At the developer conference Monday, Rivera and team made product announcements to cement that lead over Xilinx and Lattice. The company unveiled the latest line of programmable chips, the Agilex 3 family of FPGAs.
The chip family, which will become available the middle of next year, is designed for cost-sensitive and space-constrained applications in markets such as edge computing and robotics.
As Intel details in its press release, “Compared to the previous generation, Agilex 3 FPGAs bring higher levels of integration, enhanced security, and higher performance in a compact package, with densities ranging from 25K-135K logic elements.”

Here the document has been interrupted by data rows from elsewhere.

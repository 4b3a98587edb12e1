//! Command submission queues.
//!
//! This module provides the queue abstraction the frame loop submits to:
//! - [`CommandQueue`] - FIFO submission and fence signalling
//! - [`SimulatedQueue`] - software GPU executing on its own thread
//!
//! # Ordering
//!
//! A queue executes submissions in the order they were made and applies a
//! fence signal only after every submission queued before it has executed.
//! This is what makes a signaled fence value mean "everything up to here is
//! done".
//!
//! # Example
//!
//! ```
//! use std::sync::Arc;
//! use std::time::Duration;
//! use frameflight_rhi::command::CommandBuffer;
//! use frameflight_rhi::queue::{CommandQueue, SimulatedQueue};
//! use frameflight_rhi::sync::{Fence, FenceValue, TimelineFence};
//!
//! # fn example() -> Result<(), frameflight_rhi::RhiError> {
//! let queue = SimulatedQueue::new(Duration::from_millis(1));
//! let fence: Arc<dyn Fence> = Arc::new(TimelineFence::new());
//!
//! let mut cmd = CommandBuffer::new("frame");
//! cmd.begin()?;
//! cmd.end()?;
//!
//! queue.submit(&cmd)?;
//! queue.signal(&fence, FenceValue::new(1))?;
//! fence.wait_for_value(FenceValue::new(1), None)?;
//! assert_eq!(queue.stats().submissions, 1);
//! # Ok(())
//! # }
//! ```

use std::sync::atomic::{AtomicU64, Ordering};
use std::sync::mpsc::{self, Receiver, Sender};
use std::sync::{Arc, Mutex, PoisonError};
use std::thread::{self, JoinHandle};
use std::time::Duration;

use tracing::{debug, error, info};

use crate::command::{Command, CommandBuffer, CommandBufferState};
use crate::error::{RhiError, RhiResult};
use crate::sync::{Fence, FenceValue};

/// A GPU command queue.
pub trait CommandQueue: Send + Sync {
    /// Queues an executable command buffer for execution.
    ///
    /// Returns once the commands are queued, not once they have executed.
    fn submit(&self, buffer: &CommandBuffer) -> RhiResult<()>;

    /// Queues a signal of `fence` to `value` behind all prior submissions.
    fn signal(&self, fence: &Arc<dyn Fence>, value: FenceValue) -> RhiResult<()>;
}

/// Checks that `buffer` was closed before submission.
pub fn ensure_executable(buffer: &CommandBuffer) -> RhiResult<()> {
    if buffer.state() != CommandBufferState::Executable {
        return Err(RhiError::InvalidState(format!(
            "command buffer '{}' submitted in state {:?}",
            buffer.label(),
            buffer.state()
        )));
    }
    Ok(())
}

/// Execution counters of a [`SimulatedQueue`].
#[derive(Clone, Copy, Debug, Default, PartialEq, Eq)]
pub struct QueueStats {
    /// Command buffers executed.
    pub submissions: u64,
    /// Draw commands executed.
    pub draws: u64,
    /// Fence signals applied.
    pub signals: u64,
}

#[derive(Debug, Default)]
struct AtomicQueueStats {
    submissions: AtomicU64,
    draws: AtomicU64,
    signals: AtomicU64,
}

impl AtomicQueueStats {
    fn snapshot(&self) -> QueueStats {
        QueueStats {
            submissions: self.submissions.load(Ordering::Acquire),
            draws: self.draws.load(Ordering::Acquire),
            signals: self.signals.load(Ordering::Acquire),
        }
    }
}

enum Work {
    Execute(Vec<Command>),
    Signal(Arc<dyn Fence>, FenceValue),
}

/// Software GPU queue.
///
/// Submissions are copied into a channel and executed by a dedicated worker
/// thread, one at a time, each taking `latency` of simulated GPU time. Fence
/// signals travel through the same channel, so they retire strictly after
/// the work queued before them.
///
/// Dropping the queue lets the worker drain what is already queued and joins
/// it.
pub struct SimulatedQueue {
    sender: Mutex<Option<Sender<Work>>>,
    worker: Option<JoinHandle<()>>,
    stats: Arc<AtomicQueueStats>,
}

impl SimulatedQueue {
    /// Creates the queue and starts its worker thread.
    pub fn new(latency: Duration) -> Self {
        let (sender, receiver) = mpsc::channel();
        let stats = Arc::new(AtomicQueueStats::default());

        let worker_stats = stats.clone();
        let worker = thread::Builder::new()
            .name("simulated-gpu".to_string())
            .spawn(move || Self::run(receiver, latency, &worker_stats))
            .map_err(|e| error!("Failed to spawn simulated GPU thread: {}", e))
            .ok();

        info!("Simulated GPU queue started (latency {:?})", latency);

        Self {
            sender: Mutex::new(worker.as_ref().map(|_| sender)),
            worker,
            stats,
        }
    }

    fn run(receiver: Receiver<Work>, latency: Duration, stats: &AtomicQueueStats) {
        for work in receiver {
            match work {
                Work::Execute(commands) => {
                    if !latency.is_zero() {
                        thread::sleep(latency);
                    }
                    let draws = commands
                        .iter()
                        .filter(|c| matches!(c, Command::DrawIndexed { .. }))
                        .count() as u64;
                    stats.draws.fetch_add(draws, Ordering::AcqRel);
                    stats.submissions.fetch_add(1, Ordering::AcqRel);
                }
                Work::Signal(fence, value) => {
                    // Counted first so a waiter woken by the signal sees it.
                    stats.signals.fetch_add(1, Ordering::AcqRel);
                    if let Err(e) = fence.signal(value) {
                        error!("Simulated GPU failed to signal fence {}: {}", value, e);
                    }
                }
            }
        }
        debug!("Simulated GPU queue drained");
    }

    fn send(&self, work: Work) -> RhiResult<()> {
        let sender = self.sender.lock().unwrap_or_else(PoisonError::into_inner);
        sender
            .as_ref()
            .ok_or(RhiError::QueueClosed)?
            .send(work)
            .map_err(|_| RhiError::QueueClosed)
    }

    /// Returns a snapshot of the execution counters.
    pub fn stats(&self) -> QueueStats {
        self.stats.snapshot()
    }
}

impl CommandQueue for SimulatedQueue {
    fn submit(&self, buffer: &CommandBuffer) -> RhiResult<()> {
        ensure_executable(buffer)?;
        self.send(Work::Execute(buffer.commands().to_vec()))
    }

    fn signal(&self, fence: &Arc<dyn Fence>, value: FenceValue) -> RhiResult<()> {
        self.send(Work::Signal(fence.clone(), value))
    }
}

impl Drop for SimulatedQueue {
    fn drop(&mut self) {
        self.sender
            .lock()
            .unwrap_or_else(PoisonError::into_inner)
            .take();
        if let Some(worker) = self.worker.take()
            && worker.join().is_err()
        {
            error!("Simulated GPU thread panicked");
        }
        let stats = self.stats.snapshot();
        info!(
            "Simulated GPU queue stopped ({} submissions, {} draws)",
            stats.submissions, stats.draws
        );
    }
}

#[cfg(test)]
mod tests {
    use super::*;
    use crate::sync::TimelineFence;

    fn closed_buffer(draws: u32) -> CommandBuffer {
        let mut cmd = CommandBuffer::new("test");
        cmd.begin().unwrap();
        for i in 0..draws {
            cmd.draw_indexed(3, i * 3, 0);
        }
        cmd.end().unwrap();
        cmd
    }

    #[test]
    fn test_signal_follows_prior_submissions() {
        let queue = SimulatedQueue::new(Duration::from_millis(5));
        let fence: Arc<dyn Fence> = Arc::new(TimelineFence::new());

        for value in 1..=3 {
            queue.submit(&closed_buffer(2)).unwrap();
            queue.signal(&fence, FenceValue::new(value)).unwrap();
        }

        fence.wait_for_value(FenceValue::new(3), None).unwrap();
        let stats = queue.stats();
        assert_eq!(stats.submissions, 3);
        assert_eq!(stats.draws, 6);
        assert_eq!(stats.signals, 3);
    }

    #[test]
    fn test_open_buffer_is_rejected() {
        let queue = SimulatedQueue::new(Duration::ZERO);
        let mut cmd = CommandBuffer::new("open");
        cmd.begin().unwrap();
        assert!(matches!(
            queue.submit(&cmd),
            Err(RhiError::InvalidState(_))
        ));
    }

    #[test]
    fn test_drop_drains_queued_work() {
        let fence = Arc::new(TimelineFence::new());
        {
            let queue = SimulatedQueue::new(Duration::from_millis(2));
            let dyn_fence: Arc<dyn Fence> = fence.clone();
            queue.submit(&closed_buffer(1)).unwrap();
            queue.signal(&dyn_fence, FenceValue::new(1)).unwrap();
        }
        assert_eq!(fence.completed_value().unwrap(), FenceValue::new(1));
    }

    #[test]
    fn test_simulated_queue_is_send_sync() {
        fn assert_send_sync<T: Send + Sync>() {}
        assert_send_sync::<SimulatedQueue>();
    }
}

The chips have greater integration of their parts, said Rivera, including two on-board ARM “Cortex A55” CPUs. That enables the Agilex 3, she explained, “to deliver all of those additional capabilities that you’d need in autonomous vehicles and industrial IoT in this very powerful, small device.”
The chips also have greater emphasis placed on their internal connective “fabric” to handle real-time computing tasks. That is important, said Rivera, for “time-sensitive networks, obviously, anything that you don’t have latency to go round-trip to a centralized data center.”
The next level up in performance is Intel’s Agilex 5, which gets a boost in capabilities with a new “D series” announced at the conference as well. The D series “gives us more capability to address more segments” of the programmable-chip market, said Rivera.
Altera has also tripled the number of system boards and reference kits used by partners and resellers of the Agilex chips, noted Rivera. “We’re very excited to see our ecosystem growing, investing with us, and growing the availability of these Agilex 5-based design kits, spanning virtually every use case in the market,” she said.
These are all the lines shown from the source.